We conducted a retrospective study in a tertiary care hospital in Rionegro, Colombia. Children aged 0–36 months with FWS, who were evaluated in our emergency department (ED) between January 2015 to December 2017, were eligible for inclusion in this study. FWS was defined as a temperature of ≥ 38 8C (less than 10 days of duration to avoid fever of unknown origin with different etiologies to FWS, including noninfectious cause) in the emergency room with no identified infectious source during a physical examination at the hospital (without associated respiratory symptoms including rhinorrhea or nasal congestion, diarrhea process, acute otitis media or other findings on physical examination that allows identifying the source of the fever). All patients with an acquired or congenital immunodeficiency or other major chronic condition (oncologic illness, chronic renal failure, transplant patient, sickles cell disease, presence of a mechanical device such as indwelling catheter, ventricle-peritoneal shunt, auditory prostheses, or an invasive diagnostic or therapeutic procedure in the previous 10 days) were excluded due to the different pathogens implicated in the case of FWS and the different management needed in these cases. Patients with ongoing antibiotic treatment or difficulties communicating due to language problems were also excluded. We considered serious bacterial infection (SBI) those infants finally diagnosed with bacteremia, urinary tract infection, bacterial meningitis, or pneumonia. In our hospital were adapted since 2010 the clinical guideline from the National Institute for Health and Clinical Excellence (NICE) of how to assess and initially manage feverish illness in children aged under 5 years (12). The decision for inpatient versus outpatient management and antibiotic treatment was supported by clinical and laboratory findings at the discretion of the treating physician on a patient-by-patient basis.

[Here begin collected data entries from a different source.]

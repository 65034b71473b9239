//! Content entity models.
//!
//! Wire names follow the backend's camelCase JSON with `_id` identifiers.

use chrono::{DateTime, Utc};
use serde::de::DeserializeOwned;
use serde::{Deserialize, Serialize};

use super::community::LikeReceipt;
use super::filter::ResourceKind;

/// Anything a collection view can address by id.
pub trait Identifiable: Clone + Send + Sync + 'static {
    fn id(&self) -> &str;
}

/// A backend resource with its own list/detail/create endpoints.
pub trait Entity: Identifiable + DeserializeOwned {
    /// Body of `POST /{resource}`.
    type Draft: Serialize + Send + Sync;

    const RESOURCE: ResourceKind;

    /// Name used in `NotFound` errors.
    const ENTITY_TYPE: &'static str;
}

/// Entities with a like counter.
pub trait Likeable: Identifiable {
    fn likes(&self) -> u64;

    fn has_liked(&self) -> bool;

    fn set_like_state(&mut self, likes: u64, has_liked: bool);

    /// The optimistic guess for a like/unlike click.
    fn toggled(&self) -> Self {
        let mut next = self.clone();
        if self.has_liked() {
            next.set_like_state(self.likes().saturating_sub(1), false);
        } else {
            next.set_like_state(self.likes() + 1, true);
        }
        next
    }

    /// Replaces the local guess with the server's numbers.
    fn reconciled(&self, receipt: &LikeReceipt) -> Self {
        let mut next = self.clone();
        let has_liked = receipt.has_liked.unwrap_or_else(|| self.has_liked());
        next.set_like_state(receipt.likes, has_liked);
        next
    }
}

/// A category as listed by `GET /{resource}/categories`.
#[derive(Debug, Clone, PartialEq, Eq, Serialize, Deserialize)]
pub struct CategoryInfo {
    pub id: String,
    pub name: String,
    #[serde(default, skip_serializing_if = "Option::is_none")]
    pub count: Option<u64>,
}

// ============================================================================
// Scenarios
// ============================================================================

#[derive(Debug, Clone, PartialEq, Serialize, Deserialize)]
#[serde(rename_all = "camelCase")]
pub struct Scenario {
    #[serde(rename = "_id")]
    pub id: String,
    pub title: String,
    #[serde(default)]
    pub description: String,
    #[serde(default)]
    pub category: String,
    #[serde(default, skip_serializing_if = "Option::is_none")]
    pub difficulty: Option<String>,
    #[serde(default, skip_serializing_if = "Option::is_none")]
    pub icon: Option<String>,
}

#[derive(Debug, Clone, PartialEq, Serialize)]
pub struct NewScenario {
    pub title: String,
    pub description: String,
    pub category: String,
    #[serde(skip_serializing_if = "Option::is_none")]
    pub difficulty: Option<String>,
}

impl Identifiable for Scenario {
    fn id(&self) -> &str {
        &self.id
    }
}

impl Entity for Scenario {
    type Draft = NewScenario;
    const RESOURCE: ResourceKind = ResourceKind::Scenarios;
    const ENTITY_TYPE: &'static str = "Scenario";
}

// ============================================================================
// Success stories
// ============================================================================

#[derive(Debug, Clone, PartialEq, Serialize, Deserialize)]
#[serde(rename_all = "camelCase")]
pub struct Story {
    #[serde(rename = "_id")]
    pub id: String,
    pub situation: String,
    #[serde(rename = "whatISaid")]
    pub what_i_said: String,
    pub outcome: String,
    #[serde(default)]
    pub feeling: String,
    #[serde(default)]
    pub category: String,
    #[serde(default)]
    pub likes: u64,
    #[serde(default)]
    pub has_liked: bool,
    #[serde(default, skip_serializing_if = "Option::is_none")]
    pub created_at: Option<DateTime<Utc>>,
}

#[derive(Debug, Clone, PartialEq, Serialize)]
#[serde(rename_all = "camelCase")]
pub struct NewStory {
    pub situation: String,
    #[serde(rename = "whatISaid")]
    pub what_i_said: String,
    pub outcome: String,
    pub feeling: String,
    pub category: String,
}

impl Default for NewStory {
    fn default() -> Self {
        Self {
            situation: String::new(),
            what_i_said: String::new(),
            outcome: String::new(),
            feeling: "proud".to_string(),
            category: "general".to_string(),
        }
    }
}

impl Identifiable for Story {
    fn id(&self) -> &str {
        &self.id
    }
}

impl Entity for Story {
    type Draft = NewStory;
    const RESOURCE: ResourceKind = ResourceKind::Stories;
    const ENTITY_TYPE: &'static str = "Story";
}

impl Likeable for Story {
    fn likes(&self) -> u64 {
        self.likes
    }

    fn has_liked(&self) -> bool {
        self.has_liked
    }

    fn set_like_state(&mut self, likes: u64, has_liked: bool) {
        self.likes = likes;
        self.has_liked = has_liked;
    }
}

// ============================================================================
// Tips
// ============================================================================

#[derive(Debug, Clone, PartialEq, Serialize, Deserialize)]
#[serde(rename_all = "camelCase")]
pub struct Tip {
    #[serde(rename = "_id")]
    pub id: String,
    pub content: String,
    #[serde(default)]
    pub category: String,
    #[serde(default)]
    pub likes: u64,
    #[serde(default)]
    pub has_liked: bool,
}

#[derive(Debug, Clone, PartialEq, Serialize)]
pub struct NewTip {
    pub category: String,
    pub content: String,
}

impl NewTip {
    pub fn new(category: impl Into<String>, content: impl Into<String>) -> Self {
        Self {
            category: category.into(),
            content: content.into(),
        }
    }
}

impl Identifiable for Tip {
    fn id(&self) -> &str {
        &self.id
    }
}

impl Entity for Tip {
    type Draft = NewTip;
    const RESOURCE: ResourceKind = ResourceKind::Tips;
    const ENTITY_TYPE: &'static str = "Tip";
}

impl Likeable for Tip {
    fn likes(&self) -> u64 {
        self.likes
    }

    fn has_liked(&self) -> bool {
        self.has_liked
    }

    fn set_like_state(&mut self, likes: u64, has_liked: bool) {
        self.likes = likes;
        self.has_liked = has_liked;
    }
}

// ============================================================================
// Scripts
// ============================================================================

/// Scenario reference on a script: either a bare id or a populated summary.
#[derive(Debug, Clone, PartialEq, Serialize, Deserialize)]
#[serde(untagged)]
pub enum ScenarioRef {
    Summary {
        #[serde(rename = "_id")]
        id: String,
        title: String,
    },
    Id(String),
}

impl ScenarioRef {
    pub fn title(&self) -> Option<&str> {
        match self {
            ScenarioRef::Summary { title, .. } => Some(title),
            ScenarioRef::Id(_) => None,
        }
    }
}

/// A stored script (per scenario, or in the user's saved list).
#[derive(Debug, Clone, PartialEq, Serialize, Deserialize)]
#[serde(rename_all = "camelCase")]
pub struct Script {
    #[serde(rename = "_id")]
    pub id: String,
    #[serde(default, skip_serializing_if = "Option::is_none")]
    pub scenario: Option<ScenarioRef>,
    #[serde(default)]
    pub tone: String,
    #[serde(default)]
    pub opening_line: String,
    #[serde(default)]
    pub body_script: String,
    #[serde(default)]
    pub closing_line: String,
}

impl Script {
    /// Title shown on saved-script cards.
    pub fn display_title(&self) -> &str {
        self.scenario
            .as_ref()
            .and_then(ScenarioRef::title)
            .unwrap_or("Custom Script")
    }
}

impl Identifiable for Script {
    fn id(&self) -> &str {
        &self.id
    }
}

/// Tones offered by the quick-help generator.
#[derive(Debug, Clone, Copy, Default, PartialEq, Eq, Hash, Serialize, Deserialize)]
#[serde(rename_all = "lowercase")]
pub enum Tone {
    #[default]
    Calm,
    Friendly,
    Firm,
}

impl std::str::FromStr for Tone {
    type Err = String;

    fn from_str(value: &str) -> Result<Self, Self::Err> {
        match value.trim().to_ascii_lowercase().as_str() {
            "calm" => Ok(Tone::Calm),
            "friendly" => Ok(Tone::Friendly),
            "firm" => Ok(Tone::Firm),
            other => Err(format!("unknown tone '{other}' (expected calm, friendly or firm)")),
        }
    }
}

/// Body of `POST /scripts/generate`.
#[derive(Debug, Clone, PartialEq, Serialize)]
pub struct ScriptRequest {
    pub situation: String,
    pub tone: Tone,
}

/// Answer of `POST /scripts/generate`.
#[derive(Debug, Clone, PartialEq, Serialize, Deserialize)]
#[serde(rename_all = "camelCase")]
pub struct GeneratedScript {
    pub full_script: String,
    #[serde(default)]
    pub quick_reminders: Vec<String>,
    #[serde(default)]
    pub tips: Vec<String>,
    #[serde(default)]
    pub body_language_tips: Vec<String>,
    #[serde(default)]
    pub do_not: Vec<String>,
}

The protocol was approved by Review Boards of Clinica Somer and Uniremington University in accordance with the local regulations in clinical research. Informed consent was waived by Review Boards of Clinica Somer and Uniremington University, due to the retrospective nature of this research.
Of each patient, we collected the following data: age, sex, personal history, complete vaccination for Haemophilus influenzae type b (3 doses at 2,4, and 6 months of age) and Streptococcus pneumoniae (2 doses at 4 and 12 months of age), duration of fever, associated symptoms, temperature, previous consultation in the ED, appearance on arrival, physical examination, supplementary tests, isolated microorganism, final diagnosis, and disposition of the patient. In all patients were mandatory to obtain white blood cell counts (WBC), absolute neutrophil count (ANC), serum C-reactive protein (CRP), and Urine dipstick. Urinary tract infection (UTI) was defined as the presence of ≥ 104 colony-forming units per milliliter of a single uropathogen, cultured from a urine specimen obtained by bladder catheterization. Other tests (blood culture, urine culture, chest radiograph, cerebrospinal fluid examination) were obtained at the discretion of the physician in charge.
Clinical and socio-demographic variables information were compared between groups (SBI and non-SBI) with Student’s t-tests or Kruskal–Wallis tests for continuous variables and with Chi2 tests or Fisher’s exact tests for categorical variables. Medians are reported with interquartile ranges (IQRs). All tests were two-tailed, and a value of P ≤0.05 was considered statistically significant. Odds ratios (OR) and 95% confidence intervals (CI) were calculated for each of the possible predictor variables of SBI using logistic regression models, adjusting for potential confounders. We carried out the statistical analysis using STATA 17.0.